MiR-196a-5p/NR6A1 Regulates All-Trans Retinoic Acid Induced Neural Differentiation of Hntera-2 Stem Cells Via E-Cadherin Inhibition

Background: The differentiation of stem cells is a complex biological process requiring the involvement of multiple molecules and signaling pathways. Accumulating studies have reported that noncoding RNAs participate in the differentiation of stem cells and determination of cell fate. However, the role and regulation of miR-196a-5p in stem cell differentiation remain unclear. The aim of the study is to determine the regulatory mechanism of miR-196a-5p in stemness maintenance and directed differentiation.Methods: The hNtera-2 (NT-2) cell line, which was derived from embryonic carcinoma cells and has the characteristics of multipotent stem cells, was used as in vitro model for studying stem cell differentiation under the all-trans retinoic acid (RA) induction.
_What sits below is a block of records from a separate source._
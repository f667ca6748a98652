//! FlashSync - Redis Replication Ingestion
//!
//! This is the main entry point. It loads the configuration, starts one
//! reader per source, and feeds their entries through the pipeline into
//! the target.

use anyhow::{bail, Context};
use flashsync::config::Config;
use flashsync::connection::discover_masters;
use flashsync::entry::Entry;
use flashsync::pipeline::{KeyPrefixRename, Pipeline};
use flashsync::replication::{replay_rdb_file, ReplicationSession};
use flashsync::status::{Status, StatusReporter};
use flashsync::writer::Dispatcher;
use std::path::PathBuf;
use std::sync::Arc;
use std::time::Duration;
use tokio::signal;
use tokio::sync::mpsc;
use tokio::task::JoinSet;
use tracing::{error, info, warn};
use tracing_subscriber::{EnvFilter, FmtSubscriber};

/// Command-line options, applied on top of the config file.
#[derive(Default)]
struct Args {
    config: Option<PathBuf>,
    source: Option<String>,
    target: Option<String>,
    rdb: Option<PathBuf>,
    log_level: Option<String>,
}

impl Args {
    /// Parse configuration from command-line arguments
    fn from_args() -> Self {
        let mut args = Args::default();
        let argv: Vec<String> = std::env::args().collect();

        let mut i = 1;
        while i < argv.len() {
            let flag = argv[i].as_str();
            match flag {
                "--config" | "-c" | "--source" | "-s" | "--target" | "-t" | "--rdb"
                | "--log-level" => {
                    let Some(value) = argv.get(i + 1).cloned() else {
                        eprintln!("Error: {} requires a value", flag);
                        std::process::exit(1);
                    };
                    match flag {
                        "--config" | "-c" => args.config = Some(PathBuf::from(value)),
                        "--source" | "-s" => args.source = Some(value),
                        "--target" | "-t" => args.target = Some(value),
                        "--rdb" => args.rdb = Some(PathBuf::from(value)),
                        _ => args.log_level = Some(value),
                    }
                    i += 2;
                }
                "--help" | "-h" => {
                    print_help();
                    std::process::exit(0);
                }
                "--version" | "-v" => {
                    println!("FlashSync version {}", flashsync::VERSION);
                    std::process::exit(0);
                }
                _ => {
                    eprintln!("Unknown argument: {}", argv[i]);
                    print_help();
                    std::process::exit(1);
                }
            }
        }

        args
    }

    fn into_config(self) -> anyhow::Result<Config> {
        let mut config = match &self.config {
            Some(path) => Config::load(path)
                .with_context(|| format!("loading config {}", path.display()))?,
            None => Config::default(),
        };
        if let Some(source) = self.source {
            config.source.address = source;
        }
        if let Some(target) = self.target {
            config.target.address = target;
        }
        if let Some(rdb) = self.rdb {
            config.source.rdb_file = Some(rdb);
        }
        if let Some(level) = self.log_level {
            config.log_level = level;
        }
        config.validate()?;
        Ok(config)
    }
}

fn print_help() {
    println!(
        r#"
FlashSync - Redis Replication Ingestion

USAGE:
    flashsync [OPTIONS]

OPTIONS:
    -c, --config <FILE>       TOML configuration file
    -s, --source <ADDR>       Source master (default: 127.0.0.1:6379)
    -t, --target <ADDR>       Target server (default: 127.0.0.1:6380)
        --rdb <FILE>          Replay an RDB file instead of replicating
        --log-level <LEVEL>   error, warn, info, debug or trace (RUST_LOG wins)
    -v, --version             Print version information
    -h, --help                Print this help message

EXAMPLES:
    flashsync -s 10.0.0.1:6379 -t 10.0.0.2:6379
    flashsync --rdb dump.rdb -t 127.0.0.1:7000
    flashsync -c flashsync.toml
"#
    );
}

#[tokio::main]
async fn main() -> anyhow::Result<()> {
    let config = Args::from_args().into_config()?;

    // Set up logging
    let filter = EnvFilter::try_from_default_env()
        .or_else(|_| EnvFilter::try_new(&config.log_level))
        .context("invalid log level")?;
    FmtSubscriber::builder()
        .with_env_filter(filter)
        .with_target(false)
        .with_thread_ids(false)
        .with_file(false)
        .with_line_number(false)
        .init();

    info!(version = flashsync::VERSION, "FlashSync starting");

    let status = Arc::new(Status::new());
    let _reporter = StatusReporter::start(
        Arc::clone(&status),
        Duration::from_secs(config.advanced.status_interval_secs.max(1)),
    );

    let writer_config = config.writer_config();
    let mut dispatcher = Dispatcher::connect(&writer_config, &status)
        .await
        .with_context(|| format!("connecting to target {}", writer_config.address))?;

    let (tx, mut rx) = mpsc::channel(config.advanced.entry_channel_capacity);
    let mut readers = start_readers(&config, &status, tx).await?;

    let mut pipeline = Pipeline::new(config.filter.clone(), Arc::clone(&status.entries));
    if let Some(rename) = KeyPrefixRename::from_config(&config.transform) {
        pipeline = pipeline.with_transform(Box::new(rename));
    }

    let shutdown = signal::ctrl_c();
    tokio::pin!(shutdown);

    loop {
        tokio::select! {
            entry = rx.recv() => {
                let Some(entry) = entry else { break };
                dispatch(&mut pipeline, &mut dispatcher, entry).await?;
            }
            Some(joined) = readers.join_next() => {
                joined.context("reader task panicked")??;
            }
            _ = &mut shutdown => {
                warn!("Shutdown signal received, stopping");
                readers.abort_all();
                return Ok(());
            }
        }
    }

    // Every sender is gone, so every reader has returned.
    while let Some(joined) = readers.join_next().await {
        joined.context("reader task panicked")??;
    }
    dispatcher.close().await.context("draining target replies")?;

    let total = status.entries.total();
    info!(
        allowed = total.allow,
        filtered = total.disallow,
        elapsed_secs = status.uptime().as_secs(),
        "FlashSync finished"
    );
    Ok(())
}

async fn dispatch(
    pipeline: &mut Pipeline,
    dispatcher: &mut Dispatcher,
    entry: Entry,
) -> anyhow::Result<()> {
    for entry in pipeline.process(entry) {
        let id = entry.id;
        if let Err(e) = dispatcher.write(entry).await {
            error!(id, error = %e, "write failed");
            return Err(e.into());
        }
    }
    Ok(())
}

/// Spawns the file replay or one replication session per source master.
async fn start_readers(
    config: &Config,
    status: &Arc<Status>,
    tx: mpsc::Sender<Entry>,
) -> anyhow::Result<JoinSet<anyhow::Result<()>>> {
    let mut readers = JoinSet::new();

    if let Some(path) = config.source.rdb_file.clone() {
        let loader = config.loader_config(&path.display().to_string());
        let reader = status.register_reader(format!("reader_{}", path.display()));
        readers.spawn(async move {
            let summary = replay_rdb_file(&path, loader, reader, tx)
                .await
                .with_context(|| format!("replaying {}", path.display()))?;
            info!(keys = summary.keys, entries = summary.entries, "RDB file replayed");
            Ok(())
        });
        return Ok(readers);
    }

    let masters = if config.source.cluster {
        let nodes = discover_masters(
            &config.source.address,
            &config.source_credentials(),
            &config.source_tls(),
        )
        .await
        .with_context(|| format!("discovering source cluster {}", config.source.address))?;
        nodes.into_iter().map(|n| n.address).collect()
    } else {
        vec![config.source.address.clone()]
    };
    if masters.is_empty() {
        bail!("source {} has no masters", config.source.address);
    }

    for address in masters {
        let session_config = config.session_config(&address);
        let reader = status.register_reader(session_config.name.clone());
        let session = ReplicationSession::new(session_config, reader);
        let tx = tx.clone();
        readers.spawn(async move {
            session
                .run(tx)
                .await
                .with_context(|| format!("replicating from {}", address))
        });
    }
    Ok(readers)
}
The relationship and regulation between miR-196a-5p and NR6A1, NR6A1 and E-cadherin, were detected by RT-qPCR, western blot, MTT, Transwell, spheroid formation, immunofluorescence staining, Co-IP, CHIP and reporter assay.Findings: miR-196a-5p can inhibit the proliferation and metastasis as well as maintain the stemness of NT-2 cells through targeting the NR6A1 gene. During the RA-induced differentiation process, NR6A1 binds to the E-cadherin gene promoter region by recognizing the DR0 site and simultaneously recruits the methyltransferase Dnmt1 to inhibit the expression of E-cadherin and promote the switch of E-cadherin expression to N-cadherin expression. RNAi-mediated silencing of NR6A1 delayed the expression of neuron-specific genes during stem cell differentiation, which may lead to neurodevelopmental delay.Interpretation: These findings revealed that the miR-196a-5p/NR6A1/E-cadherin signaling axis is involved in the maintenance of NT-2 cell stemness and the inhibition of early neural differentiation.Funding Statement: The present study was supported by the National Natural Science Foundation of China (grant no. 81571494).Declaration of Interests: The authors have declared that no competing interest exists.